The Macondo well blowout on the floor of the Gulf of Mexico lays bare just how little scientists know about that great expanse of saltwater and its creatures, but in fishing communities from Florida to Louisiana, some people have vital questions of their own.

Could hydrocarbons from the 2010 Deepwater Horizon explosion be building up in people through the seafood they commonly eat – brown shrimp, white shrimp, oysters, blue crab, redfish, speckled trout and mackerel – and what does it mean if they are?

"Right now, all we have is the FDA recommendation of two 3-ounce servings a week. But these are fishing communities," says Sharon Petronella Croisant, an epidemiologist at the University of Texas Medical Branch and director of the Community-Based Research Facility affiliated with the National Institute of Environmental Health Sciences.
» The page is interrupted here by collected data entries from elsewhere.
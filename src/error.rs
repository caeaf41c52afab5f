//! Error types for Support Assist.

use std::time::Duration;

/// Top-level error type for the service.
#[derive(Debug, thiserror::Error)]
pub enum Error {
    #[error("Configuration error: {0}")]
    Config(#[from] ConfigError),

    #[error("Answerer error: {0}")]
    Answerer(#[from] AnswererError),

    #[error("Workflow error: {0}")]
    Workflow(#[from] WorkflowError),

    #[error("Store error: {0}")]
    Store(#[from] StoreError),
}

/// Configuration-related errors.
#[derive(Debug, thiserror::Error)]
pub enum ConfigError {
    #[error("Missing required environment variable: {0}")]
    MissingEnvVar(String),

    #[error("No agent identifier configured for role {role}. {hint}")]
    MissingAgentId { role: String, hint: String },

    #[error("Invalid configuration value for {key}: {message}")]
    InvalidValue { key: String, message: String },
}

/// Errors from the Answerer capability (thread/message/run API).
#[derive(Debug, thiserror::Error)]
pub enum AnswererError {
    #[error("Request failed: {reason}")]
    Request { reason: String },

    #[error("Thread creation failed after {attempts} attempts: {reason}")]
    ThreadCreation { attempts: u32, reason: String },

    #[error("Run {run_id} on thread {thread_id} ended in status {status}")]
    RunFailed {
        thread_id: String,
        run_id: String,
        status: String,
    },

    #[error("Run {run_id} did not reach a terminal status within {attempts} polls ({waited:?})")]
    PollExhausted {
        run_id: String,
        attempts: u32,
        waited: Duration,
    },

    #[error("Invalid response from answerer: {reason}")]
    InvalidResponse { reason: String },
}

/// Errors from the workflow engine and steps.
#[derive(Debug, thiserror::Error)]
pub enum WorkflowError {
    /// A structured-output pass returned JSON the step could not parse.
    /// Fatal to the run: surfaced, never retried.
    #[error("Step {step} received malformed structured output: {reason}")]
    MalformedStructuredOutput { step: String, reason: String },

    #[error("Step {step} has no function named {function}")]
    UnknownFunction { step: String, function: String },

    #[error("Graph routes to unregistered step {step}")]
    UnregisteredStep { step: String },

    #[error("Function {step}.{function} invoked with unexpected input: {reason}")]
    UnexpectedInput {
        step: String,
        function: String,
        reason: String,
    },

    #[error("Configuration error: {0}")]
    Config(#[from] ConfigError),

    #[error("Answerer error: {0}")]
    Answerer(#[from] AnswererError),

    #[error("Store error: {0}")]
    Store(#[from] StoreError),
}

/// Errors from the conversation and process state stores.
#[derive(Debug, thiserror::Error)]
pub enum StoreError {
    #[error("Backend error: {0}")]
    Backend(String),

    #[error("Snapshot serialization failed: {0}")]
    Serialization(String),
}

/// Result type alias for the service.
pub type Result<T> = std::result::Result<T, Error>;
At a research consortium centered in Galveston, scientists, together with a colleague in Philadelphia, are recruiting 100 people each from three especially seafood-dependent Gulf Coast communities in Mississippi and Louisiana, and another 100 from Galveston. Those in the study will be asked to give blood and urine samples. Scientists also hope to add 10 pregnant women each year who will give breast milk and umbilical cord blood once they deliver.